Orcas Island Food Fight -- Residents Battling Proposal For New Grocery Store

ORCAS ISLAND - To hear some islanders tell it, the very future of their peaceful lifestyle is at stake.

And what's the big threat? A gravel pit? A prison? A nuclear plant?

No, a grocery store.

"This has unified this island more than anything I've seen in the 20 years I've been here," said Mike Krieger, head of ORCAS, Orcas Residents Combined Against the Supermarket, which meets for a strategy session tomorrow.

On this island of 4,000 year-round residents, which doubles in population during the summer, more than 1,000 signatures were gathered in 10 days to oppose the store that Issaquah-based Crown Grocery wants to build just uphill from the ferry landing.

In most communities, a new grocery store wouldn't cause such a fuss. The promise of new jobs, better selection and lower prices might even be cause for a little celebration.

But in the remote, hilly and scenic San Juan Islands, residents worry that every ferry seems to bring someone else who wants to settle here - and change the place.

"We're under siege, but it's not bullets, it's money," said another ORCAS leader, Patty Pirnack.

County officials haven't decided to approve or reject the project, but many residents say the plan arrived with three strikes against it:

-- Strike 1: It would force out an existing, much smaller "mom & pop" store operating since 1949.

-- Strike 2: It would be part of a chain, adding to what some decry as the "mainlandization" of the San Juans.

-- Strike 3: It would bring additional traffic to the most congested area of the 57-square-mile island.

Even the plan's proponents have been surprised by the strident tone of the detractors.

"I expected some opposition, but I was kind of taken back by the vehemence," said real-estate broker Wally Gudgell, who is promoting the deal.

The issue has turned personal. At one public meeting, Krieger warned Gudgell he was "digging a hole for yourself for the rest of your life in this community," the weekly Journal of the San Juan Islands reported.

Keeping a little distance from the fray are Gordy and Lori Petersen, owners of the pint-sized Orcas Store next to the ferry dock.

"We couldn't compete with it," said Petersen, who's up before 4 a.m. six days a week to make coffee, package meat and make deli sandwiches at the store he and his wife have run since 1984.

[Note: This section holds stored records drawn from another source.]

//! Shared substrate for the clubcast media server.
//!
//! This crate carries everything the protocol front-ends have in common:
//!
//! - **`media`**: codec-level descriptors of the tracks a stream carries
//! - **`stream`**: the in-memory fan-out of a publisher's RTP to readers
//! - **`path`**: the broker interface that authenticates publishers and
//!   readers and routes them to a named path
//! - **`storage`**: the object-storage interface used for recording uploads
//! - **`logging`** / **`config`**: process bootstrap

pub mod config;
pub mod logging;
pub mod media;
pub mod path;
pub mod storage;
pub mod stream;
pub mod test_helpers;

pub use config::{LogFormat, LoggingConfig};
pub use media::{MediaDescriptor, MediaKind, RtpCodecParams};
pub use path::{AuthCredentials, AuthProtocol, Path, PathError, PathManager};
pub use storage::{MemoryStorage, ObjectStorage, OssConfig, OssStorage, StorageError};
pub use stream::Stream;
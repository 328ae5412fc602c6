//! Process logging bootstrap.
//!
//! clubcast logs are line-oriented tracing events carrying structured fields
//! (`session`, `room`, `bucket`, ...) that the session and room loops attach
//! at each lifecycle step. The bootstrap installs one global subscriber:
//! compact text for terminals, flattened JSON when the logs are shipped.

use crate::config::{LogFormat, LoggingConfig};
use anyhow::Context;
use std::sync::Arc;
use tracing_subscriber::fmt::writer::BoxMakeWriter;
use tracing_subscriber::{fmt, layer::SubscriberExt, util::SubscriberInitExt, EnvFilter};

/// Install the global tracing subscriber.
///
/// `RUST_LOG` wins when present; otherwise the configured filter directive
/// applies. Events go to stdout, or are appended to `file_path` when one is
/// configured.
pub fn init(config: &LoggingConfig) -> anyhow::Result<()> {
    let filter = match EnvFilter::try_from_default_env() {
        Ok(from_env) => from_env,
        Err(_) => EnvFilter::try_new(&config.filter)
            .with_context(|| format!("invalid log filter '{}'", config.filter))?,
    };

    let writer = match &config.file_path {
        Some(path) => {
            let file = std::fs::OpenOptions::new()
                .create(true)
                .append(true)
                .open(path)
                .with_context(|| format!("cannot open log file '{}'", path.display()))?;
            BoxMakeWriter::new(Arc::new(file))
        }
        None => BoxMakeWriter::new(std::io::stdout),
    };

    let registry = tracing_subscriber::registry().with(filter);
    match config.format {
        LogFormat::Json => registry
            .with(
                fmt::layer()
                    .json()
                    .flatten_event(true)
                    .with_target(true)
                    .with_writer(writer),
            )
            .try_init()
            .context("logging already initialized")?,
        LogFormat::Text => registry
            .with(fmt::layer().compact().with_target(false).with_writer(writer))
            .try_init()
            .context("logging already initialized")?,
    }

    Ok(())
}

In Petersen's store, staples such as produce, milk and bread crowd the aisles along with items associated with a vacation destination: guide books, postcards, crab traps and fishing lures.

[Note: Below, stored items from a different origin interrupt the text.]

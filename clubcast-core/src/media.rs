//! Codec-level description of the tracks a stream carries.

use serde::{Deserialize, Serialize};
use std::fmt;

/// Supported video codecs, in preference order.
pub const SUPPORTED_VIDEO_CODECS: &[&str] =
    &["video/AV1", "video/VP9", "video/VP8", "video/H264"];

/// Supported audio codecs, in preference order.
pub const SUPPORTED_AUDIO_CODECS: &[&str] =
    &["audio/opus", "audio/G722", "audio/PCMU", "audio/PCMA"];

/// Media track kind
#[derive(Debug, Clone, Copy, PartialEq, Eq, Hash, Serialize, Deserialize)]
#[serde(rename_all = "lowercase")]
pub enum MediaKind {
    Audio,
    Video,
}

impl fmt::Display for MediaKind {
    fn fmt(&self, f: &mut fmt::Formatter<'_>) -> fmt::Result {
        match self {
            Self::Audio => write!(f, "audio"),
            Self::Video => write!(f, "video"),
        }
    }
}

/// RTP-level codec parameters of a single track.
#[derive(Debug, Clone, PartialEq, Eq, Serialize, Deserialize)]
pub struct RtpCodecParams {
    /// Full mime type, e.g. "video/H264" or "audio/opus"
    pub mime_type: String,
    /// Clock rate in Hz
    pub clock_rate: u32,
    /// Audio channel count (0 for video)
    pub channels: u16,
    /// SDP fmtp line carried through negotiation
    pub sdp_fmtp_line: String,
    /// Negotiated payload type
    pub payload_type: u8,
}

/// One audio or video track of a stream.
#[derive(Debug, Clone, PartialEq, Eq, Serialize, Deserialize)]
pub struct MediaDescriptor {
    pub kind: MediaKind,
    pub codec: RtpCodecParams,
}

impl MediaDescriptor {
    /// Whether the descriptor's codec is one the WebRTC front-end can carry.
    #[must_use]
    pub fn is_supported(&self) -> bool {
        let table = match self.kind {
            MediaKind::Audio => SUPPORTED_AUDIO_CODECS,
            MediaKind::Video => SUPPORTED_VIDEO_CODECS,
        };
        table
            .iter()
            .any(|m| m.eq_ignore_ascii_case(&self.codec.mime_type))
    }
}

/// Media kind implied by a mime type ("video/..." or "audio/...").
#[must_use]
pub fn kind_of_mime(mime_type: &str) -> Option<MediaKind> {
    let prefix = mime_type.split('/').next()?;
    match prefix.to_ascii_lowercase().as_str() {
        "audio" => Some(MediaKind::Audio),
        "video" => Some(MediaKind::Video),
        _ => None,
    }
}

#[cfg(test)]
mod tests {
    use super::*;
    use crate::test_helpers::{h264_video, opus_audio};

    #[test]
    fn test_supported_codecs() {
        assert!(h264_video().is_supported());
        assert!(opus_audio().is_supported());

        let mut exotic = h264_video();
        exotic.codec.mime_type = "video/H265".to_string();
        assert!(!exotic.is_supported());
    }

    #[test]
    fn test_mime_case_insensitive() {
        let mut desc = opus_audio();
        desc.codec.mime_type = "audio/OPUS".to_string();
        assert!(desc.is_supported());
    }

    #[test]
    fn test_kind_of_mime() {
        assert_eq!(kind_of_mime("video/VP8"), Some(MediaKind::Video));
        assert_eq!(kind_of_mime("audio/PCMU"), Some(MediaKind::Audio));
        assert_eq!(kind_of_mime("application/sdp"), None);
    }
}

At 2,500 square feet, the Orcas Store would be dwarfed by the new grocery store, which was originally proposed at 25,000 square feet but recently scaled back to about half that because of the public outcry.

Even at its larger size, the new store would be modest by Seattle-area standards. Larry's Market on Aurora, for example, is 47,000 square feet.

Another Orcas community, Eastsound, already has a grocery store of about 20,000 square feet.

But Orcas Village, as the area around the ferry dock is called, is a collection of a half-dozen small shops selling gifts, ice cream, pastries, wine and espresso, with a bike-rental business and a turn-of-the-century hotel.

Bob Querry, associate planner for San Juan County, said he's not sure the new store would fit the character of the community. "If you put in a big building in the middle of a sea of asphalt, it's a fair question to ask whether that's appropriate," he said.

Equally significant, Querry said, would be the traffic the store puts on the main county highway, a two-lane road already crowded at peak times with cars headed to and from the ferry.

If Orcas insists it doesn't want the store, it won't be built, says Crown Grocery's owner, Robin Rosauer.

"We're not some monster from the mainland that's trying to push a development down their throats," he said, adding that he could drop the option he purchased on the 4.5-acre site.

The Rosauer name is well known in Eastern Washington; a Spokane-based chain started by his father and since sold to employees once owned 24 stores around the Inland Empire.

Robin Rosauer's company, Crown Grocery, has five other stores in Montana and Eastern Washington.

Caught off-guard by the bitter reception in Orcas, he plans to submit the details of a smaller store proposal later this month and follow that with "fireside chats" on the island to explain his project.

"I'm very well aware of the ambiance there and the preservation of that culture," he said. "But we're simply talking about a grocery store, providing the basic necessities of life. We're not building a discotheque."